Standard, commercial two-photon microscopes readily image the activity of large numbers of neurons, but algorithms for processing the resulting data still suffer from significant limitations. Ideally, such algorithms should satisfy several criteria. First, they should be fast, to keep up with ever-larger data sets produced by next-generation microscopes^{1,2}. Second, their output should be accurate, so that a human operator need only spend little time curating the algorithm’s result. Third, they should generalize to recordings of multiple cell types and brain regions, which can exhibit widely different activity patterns. Fourth, they should model and appropriately handle experimental confounds such as neuropil contamination^{3}. Finally, it would be ideal if the algorithms could run on inexpensive workstations rather than require a cluster of servers, as some current software packages do^{4}.

Here we demonstrate a set of fast and accurate algorithms which fulfil these criteria, providing a complete pipeline from raw data (Fig 1a-e) to activity traces and spikes.
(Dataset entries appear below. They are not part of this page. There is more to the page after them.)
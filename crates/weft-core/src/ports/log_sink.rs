//! LogSink port - 計測ログの出力先
//!
//! The performance monitor hands every finished entry to a sink. Sinks must
//! be callable from any executor thread.

use crate::monitor::LogEntry;

pub trait LogSink: Send + Sync {
    fn write(&self, entry: LogEntry);
}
The output of the pipeline is a set of interpretable deconvolved signals that represent single spikes or bursts. The modelling framework explicitly includes the effects of neuropil contamination. Indeed, we show that the neuropil contributes a large amount of variance to the overall recorded signals, but that the statistics of its contribution allow it to be efficiently and correctly removed from spiking traces. Finally, the entire pipeline runs in approximately real-time, on a single workstation equipped only with a consumer-grade GPU.

The software is available at https://github.com/cortex-lab/Suite2P, and it includes a graphical user interface (GUI) that allows a human operator to quickly curate the results of the automated pipeline and discard misclassified signals. It thus provides a fast and reliable end-to-end system for two-photon data processing.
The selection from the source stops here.